A common myth in our culture is “all religions are the same.” Many religions use the same vocabulary (for example - love, grace, peace), providing supposed evidence for their commonality. That kind of superficial analysis contributes to a false sense of similarity, but falls short of proving the point. World religions are each unique, with more that defines and delineates them from each other, rather than what unifies them.
One profound difference is how each religion views and values life. UNESCO recently reported 83 children (mostly girls) had died in 2017 as the means of terror attacks. Most of these were suicide bombers, sent to their death as part of Islamic Jihad. In many instances, terrorists outfitted children with bombs, sent them into crowded locations, and detonated them from a distance. It’s hard to image a more cowardly, dastardly, pathetic expression of religious devotion.

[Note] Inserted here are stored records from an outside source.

//! Pump station configuration — deployment constants as operator-tunable TOML
//!
//! Each struct implements `Default` with values matching the built-in
//! constants, ensuring zero-change behavior when no config file is present.

use serde::{Deserialize, Serialize};
use std::path::{Path, PathBuf};
use tracing::{info, warn};

use crate::types::AssetConfig;

// ============================================================================
// Top-Level Config
// ============================================================================

/// Root configuration for a pump station deployment.
///
/// Load with `PumpConfig::load()` which searches:
/// 1. `$PUMPSIGHT_CONFIG` env var
/// 2. `./pump_config.toml`
/// 3. Built-in defaults
#[derive(Debug, Clone, Serialize, Deserialize, PartialEq)]
pub struct PumpConfig {
    /// Station identification
    #[serde(default)]
    pub station: StationInfo,

    /// Motor nameplate data
    #[serde(default)]
    pub asset: AssetSection,

    /// Energy tariff and carbon context
    #[serde(default)]
    pub tariff: TariffSection,

    /// Physics tuning
    #[serde(default)]
    pub physics: PhysicsSection,
}

impl Default for PumpConfig {
    fn default() -> Self {
        Self {
            station: StationInfo::default(),
            asset: AssetSection::default(),
            tariff: TariffSection::default(),
            physics: PhysicsSection::default(),
        }
    }
}

impl PumpConfig {
    /// Load configuration using the standard search order:
    /// 1. `$PUMPSIGHT_CONFIG` environment variable
    /// 2. `./pump_config.toml` in the current working directory
    /// 3. Built-in defaults
    pub fn load() -> Self {
        // 1. Check env var
        if let Ok(path) = std::env::var("PUMPSIGHT_CONFIG") {
            let p = PathBuf::from(&path);
            if p.exists() {
                match Self::load_from_file(&p) {
                    Ok(config) => {
                        info!(path = %p.display(), station = %config.station.name, "Loaded pump config from PUMPSIGHT_CONFIG");
                        return config;
                    }
                    Err(e) => {
                        warn!(path = %p.display(), error = %e, "Failed to load config from PUMPSIGHT_CONFIG, falling back");
                    }
                }
            } else {
                warn!(path = %path, "PUMPSIGHT_CONFIG points to non-existent file, falling back");
            }
        }

        // 2. Check ./pump_config.toml
        let local = PathBuf::from("pump_config.toml");
        if local.exists() {
            match Self::load_from_file(&local) {
                Ok(config) => {
                    info!(station = %config.station.name, "Loaded pump config from ./pump_config.toml");
                    return config;
                }
                Err(e) => {
                    warn!(error = %e, "Failed to load ./pump_config.toml, using defaults");
                }
            }
        }

        // 3. Defaults
        info!("No pump_config.toml found — using built-in defaults");
        Self::default()
    }

    /// Load from a specific TOML file path.
    pub fn load_from_file(path: &Path) -> Result<Self, ConfigError> {
        let contents =
            std::fs::read_to_string(path).map_err(|e| ConfigError::Io(path.to_path_buf(), e))?;

        // Unknown keys first (warnings only, never fatal)
        for w in super::validation::validate_unknown_keys(&contents) {
            warn!("{}", w);
        }

        let config: Self =
            toml::from_str(&contents).map_err(|e| ConfigError::Parse(path.to_path_buf(), e))?;
        config.validate()?;
        Ok(config)
    }

    /// Serialize the current config to a TOML string.
    pub fn to_toml(&self) -> Result<String, ConfigError> {
        toml::to_string_pretty(self).map_err(ConfigError::Serialize)
    }

    /// Save config to a file.
    pub fn save_to_file(&self, path: &Path) -> Result<(), ConfigError> {
        let contents = self.to_toml()?;
        std::fs::write(path, contents).map_err(|e| ConfigError::Io(path.to_path_buf(), e))?;
        info!(path = %path.display(), "Pump config saved");
        Ok(())
    }

    /// Build the engine's per-session asset constants from this config.
    ///
    /// Goes through the sanitizing `AssetConfig` constructor, so a config
    /// that slipped past validation still cannot destabilize the pipeline.
    pub fn asset_config(&self) -> AssetConfig {
        AssetConfig::new(
            self.asset.rated_power_kw,
            self.tariff.unit_cost_per_kwh,
            &self.tariff.currency_symbol,
            self.tariff.co2_factor_kg_per_kwh,
        )
    }

    /// Validate the config for internal consistency.
    ///
    /// Rules:
    /// - Rated power must be > 0
    /// - Power factor and hydraulic baseline must be in (0, 1]
    /// - Tariff and CO2 factor must be ≥ 0
    /// - All values must be finite
    pub fn validate(&self) -> Result<(), ConfigError> {
        let mut errors: Vec<String> = Vec::new();

        if self.asset.rated_power_kw <= 0.0 {
            errors.push(format!(
                "asset.rated_power_kw ({:.2}) must be > 0",
                self.asset.rated_power_kw
            ));
        }
        if self.asset.power_factor <= 0.0 || self.asset.power_factor > 1.0 {
            errors.push(format!(
                "asset.power_factor ({:.2}) must be in (0, 1]",
                self.asset.power_factor
            ));
        }
        if self.tariff.unit_cost_per_kwh < 0.0 {
            errors.push(format!(
                "tariff.unit_cost_per_kwh ({:.2}) must be >= 0",
                self.tariff.unit_cost_per_kwh
            ));
        }
        if self.tariff.co2_factor_kg_per_kwh < 0.0 {
            errors.push(format!(
                "tariff.co2_factor_kg_per_kwh ({:.2}) must be >= 0",
                self.tariff.co2_factor_kg_per_kwh
            ));
        }
        if self.physics.hydraulic_baseline_eff <= 0.0 || self.physics.hydraulic_baseline_eff > 1.0 {
            errors.push(format!(
                "physics.hydraulic_baseline_eff ({:.2}) must be in (0, 1] (used as divisor)",
                self.physics.hydraulic_baseline_eff
            ));
        }

        // Physical range validation
        let (range_errors, range_warnings) = super::validation::validate_physical_ranges(self);
        errors.extend(range_errors);
        for w in &range_warnings {
            warn!("{}", w);
        }

        // Reject NaN/Inf in any config value (sweep all f64 fields via serialization)
        if let Ok(ref s) = toml::to_string(self) {
            if s.contains("nan") || s.contains("inf") {
                errors.push(
                    "Config contains NaN or Inf values — all values must be finite numbers"
                        .to_string(),
                );
            }
        }

        if errors.is_empty() {
            Ok(())
        } else {
            Err(ConfigError::Validation(errors))
        }
    }
}

// ============================================================================
// Error Type
// ============================================================================

#[derive(Debug)]
pub enum ConfigError {
    Io(PathBuf, std::io::Error),
    Parse(PathBuf, toml::de::Error),
    Serialize(toml::ser::Error),
    Validation(Vec<String>),
}

impl std::fmt::Display for ConfigError {
    fn fmt(&self, f: &mut std::fmt::Formatter<'_>) -> std::fmt::Result {
        match self {
            ConfigError::Io(path, e) => write!(f, "Config I/O error ({}): {}", path.display(), e),
            ConfigError::Parse(path, e) => {
                write!(f, "Config parse error ({}): {}", path.display(), e)
            }
            ConfigError::Serialize(e) => write!(f, "Config serialization error: {}", e),
            ConfigError::Validation(errors) => {
                writeln!(f, "Config validation failed:")?;
                for e in errors {
                    writeln!(f, "  - {}", e)?;
                }
                Ok(())
            }
        }
    }
}

impl std::error::Error for ConfigError {}

// ============================================================================
// Station Info
// ============================================================================

/// Identification metadata — not used for logic, but appears in logs and reports.
#[derive(Debug, Clone, Serialize, Deserialize, PartialEq)]
pub struct StationInfo {
    /// Station name / identifier
    #[serde(default = "default_station_name")]
    pub name: String,

    /// Site or scheme the station belongs to
    #[serde(default)]
    pub site: String,

    /// Responsible operator / auditor
    #[serde(default)]
    pub operator: String,
}

fn default_station_name() -> String {
    "PUMP-001".to_string()
}

impl Default for StationInfo {
    fn default() -> Self {
        Self {
            name: default_station_name(),
            site: String::new(),
            operator: String::new(),
        }
    }
}

// ============================================================================
// Asset Section
// ============================================================================

/// Motor nameplate data.
#[derive(Debug, Clone, Serialize, Deserialize, PartialEq)]
pub struct AssetSection {
    /// Nameplate motor rating (kW).
    #[serde(default = "default_rated_power")]
    pub rated_power_kw: f64,

    /// Assumed power factor for panels without a PF meter.
    /// Passed into gauge readings by the wiring layer.
    #[serde(default = "default_power_factor")]
    pub power_factor: f64,
}

fn default_rated_power() -> f64 {
    30.0
}
fn default_power_factor() -> f64 {
    0.85
}

impl Default for AssetSection {
    fn default() -> Self {
        Self {
            rated_power_kw: default_rated_power(),
            power_factor: default_power_factor(),
        }
    }
}

// ============================================================================
// Tariff Section
// ============================================================================

/// Energy tariff and carbon context for the financial projection.
#[derive(Debug, Clone, Serialize, Deserialize, PartialEq)]
pub struct TariffSection {
    /// Energy cost per kWh in the configured currency.
    #[serde(default = "default_unit_cost")]
    pub unit_cost_per_kwh: f64,

    /// Display-only currency label ("Tsh", "Ksh", "$", "€").
    #[serde(default = "default_currency")]
    pub currency_symbol: String,

    /// Grid carbon intensity (kg CO2 per kWh).
    #[serde(default = "default_co2_factor")]
    pub co2_factor_kg_per_kwh: f64,
}

fn default_unit_cost() -> f64 {
    0.15
}
fn default_currency() -> String {
    "$".to_string()
}
fn default_co2_factor() -> f64 {
    0.4
}

impl Default for TariffSection {
    fn default() -> Self {
        Self {
            unit_cost_per_kwh: default_unit_cost(),
            currency_symbol: default_currency(),
            co2_factor_kg_per_kwh: default_co2_factor(),
        }
    }
}

// ============================================================================
// Physics Section
// ============================================================================

/// Physics tuning constants.
///
/// The hydraulic baseline is an empirical approximation of overall
/// wire-to-water efficiency for a healthy centrifugal installation. It is
/// asset-dependent: only change it if you have commissioning data for the
/// specific pump.
#[derive(Debug, Clone, Serialize, Deserialize, PartialEq)]
pub struct PhysicsSection {
    /// Baseline overall efficiency used to back-solve flow from input power
    /// and to anchor the optimal-draw savings comparison.
    #[serde(default = "default_hydraulic_baseline")]
    pub hydraulic_baseline_eff: f64,
}

fn default_hydraulic_baseline() -> f64 {
    0.60
}

impl Default for PhysicsSection {
    fn default() -> Self {
        Self {
            hydraulic_baseline_eff: default_hydraulic_baseline(),
        }
    }
}

// ============================================================================
// Tests
// ============================================================================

Christians take a radically different view of children – motivated by our conviction about the value of every life. We oppose abortion (including selective abortion of special needs children), promote adoption as a means to place children with families, create children’s homes and other care facilities, and start schools (often the first thing done in a missional setting) to educate children (including girls, even in cultures that forbid it). We value life - every life – and expend millions of dollars and countless hours backing our conviction. We do not weaponize children and sacrifice them to advance our ideology.
All religions are not the same. Christianity is distinct in its passion for life. We take the global lead in serving children – from refugee camp schools to feeding programs to ending abortion as a birth control method. All this results from our conviction God originates and values every life.
The next time someone says, “all religions are the same,” ask them, “how many children did Christian leaders send to suicide deaths this year?” The answer provides a sobering reminder about the importance of maintaining the influence of a Christian worldview in our culture.